“Kids are born curious about the world. What adults primarily do in the presence of kids is unwittingly thwart the curiosity of children”
-Neil deGrasse Tyson
It is with a heavy heart that I answer this week’s blog question: Are our current schools/teachers/curriculum preparing students for the 21st century? I have to say that no, I do not believe we are. I do not mean to imply that there are no teachers and schools trying to teach for the 21st century, but I think as a whole, we are not preparing our students for the world they are inheriting.
I don’t say this flippantly or without any trace of hope. I see pockets of people who are trying to investigate and explore creative ways of thinking and learning. I see teachers taking steps out of their comfort zones to try new things, and do some inquiry based learning in their classroom. I do not, however, see the overall support for these teachers. There are those who are too afraid to try inquiry based/play based/design thinking in their classes, because they fear the “curriculum police” and the possible discipline for not teaching the Prescribed Learning Outcomes. There are many teachers out there who have their rooms crammed with students and are so busy putting out behaviour fires that are quite literally in survivor mode. These teachers are just trying to make it through day by day. There are teachers who do not know about these ways of teaching, and need to be given the support and encouragement to go to workshops, conferences, and do reading to support their further growth. I do not think these opportunities are being supported by our governments, locally or provincially. Professional development is becoming very tied to district goals, and is often given in a “talk down” formula.
I look at my own classroom with 21 Kindergarten and Grade 1 students. During the past month, several have come down with the flu, and I have had about 16 five and six year olds in my class. On those days, I was able to have conversations of meaning with these children. We had more room to explore, time to create and conversation flowed about our discoveries, not about self-regulation and behaviour.
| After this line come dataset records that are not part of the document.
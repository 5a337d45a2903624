//! # sequin-qc
//!
//! A library for evaluating variant calls against sequin spike-in controls.
//!
//! Sequins are synthetic DNA standards spiked into a sample at known
//! concentrations. Because their sequence, coordinates and mixture are known,
//! the variants called on them can be scored exactly: every catalogued sequin
//! variant is either detected (true positive) or missed (false negative), and
//! every other call on the sequin chromosomes is a false positive.
//!
//! `sequin-qc` merges the sequin mixture and annotation into a validated
//! registry, streams the called variants through a classifier and reports:
//!
//! - **Confusion counts**: TP/FP/FN per chromosome and mutation class
//! - **Accuracy**: sensitivity, precision, F1 and FDR
//! - **Limit of detection**: the lowest expected allele frequency detected
//! - **Quantification**: log2 regression of observed on expected allele frequency
//!
//! ## Example
//!
//! ```rust,no_run
//! use sequin_qc::{AnalysisConfig, Classifier, DiscoverySummary, ReferenceContext, RegistryBuilder};
//! use sequin_qc::parsing::{bed, mixture, vcf};
//! use sequin_qc::{SequinKind, VariantStore};
//! use std::path::Path;
//!
//! let mut builder = RegistryBuilder::new(SequinKind::Variant);
//! for record in mixture::parse_mixture_file(Path::new("mixture.tsv")).unwrap() {
//!     builder.add_mixture_record(record);
//! }
//! for record in bed::parse_bed_file(Path::new("sequins.bed")).unwrap() {
//!     builder.add_annotation(record);
//! }
//! let registry = builder.build().unwrap();
//!
//! let catalogue: VariantStore = vcf::read_vcf_file(Path::new("sequins.vcf"))
//!     .unwrap()
//!     .collect::<Result<_, _>>()
//!     .unwrap();
//! let context = ReferenceContext::new(registry, catalogue, vec!["chrev".to_string()]);
//!
//! let mut classifier = Classifier::new(&context, AnalysisConfig::default());
//! classifier.run(vcf::read_vcf_file(Path::new("calls.vcf")).unwrap()).unwrap();
//! let stats = classifier.finish();
//!
//! let summary = DiscoverySummary::new(&stats, &context);
//! println!("{}", summary.to_json().unwrap());
//! ```
//!
//! ## Modules
//!
//! - [`catalog`]: Reference registry, interval index and variant store
//! - [`core`]: Core data types for sequins, loci and variants
//! - [`matching`]: Classifier, confusion statistics, regression and reports
//! - [`parsing`]: Parsers for mixture tables, BED, VCF and tabular calls
//! - [`cli`]: Command-line interface implementation

pub mod catalog;
pub mod cli;
pub mod core;
pub mod matching;
pub mod parsing;
pub mod utils;

// Re-export commonly used types for convenience
pub use catalog::index::IntervalIndex;
pub use catalog::registry::{ReferenceRegistry, RegistryBuilder};
pub use catalog::store::VariantStore;
pub use catalog::ReferenceContext;
pub use core::types::*;
pub use matching::engine::{AnalysisConfig, Classifier};
pub use matching::summary::DiscoverySummary;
Our very classroom and school buildings do not promote 21st century learning. Classrooms are often too small for the number of children, and are often too inclusive. Larger, open areas where students could meet comfortably with other older or younger children for collaboration, inquiry and community do not exist. Outdoor areas are concrete and so well groomed, that the opportunity to go out and experience nature is non-existent in many schools. Parents often see “play” as nothing more than children having fun. They do not see an exploration outdoors as a learning opportunity, and believe that school is for sitting at a desk memorizing facts. The paperwork to simply go into the community is often overwhelming, so teachers stay in their little, dark rooms and survive as best they can.
I feel the current curriculum also doesn’t support 21st century learning. The number of fact based outcomes and skills we are required to teach is often daunting, especially in a split grade. We are provided with information to present to students, but not a lot of experiences. I realize that our curriculum is moving towards more exploration and “big idea” learning, so I see hope in that. Our assessment tools, however, need to be overhauled to fit this new way of thinking. Letter grades and numbered systems do not seem to fit the 21st century learner. I read and hear about schools giving up the letter grades and trying new ways of reporting “achievement” and I look forward to seeing how that develops. Our younger learners are recorded as “minimally meeting, meeting, exceeding and approaching” expectations as their “grade”. I find this system demoralizing to my young students, who are sometimes only guilty of being born in December instead of September.
I am not trying to be all gloom and doom. I see glimmers of hope in my peers and in the discussions teachers are starting to have about change. I look forward to seeing what we can do with the new curriculum.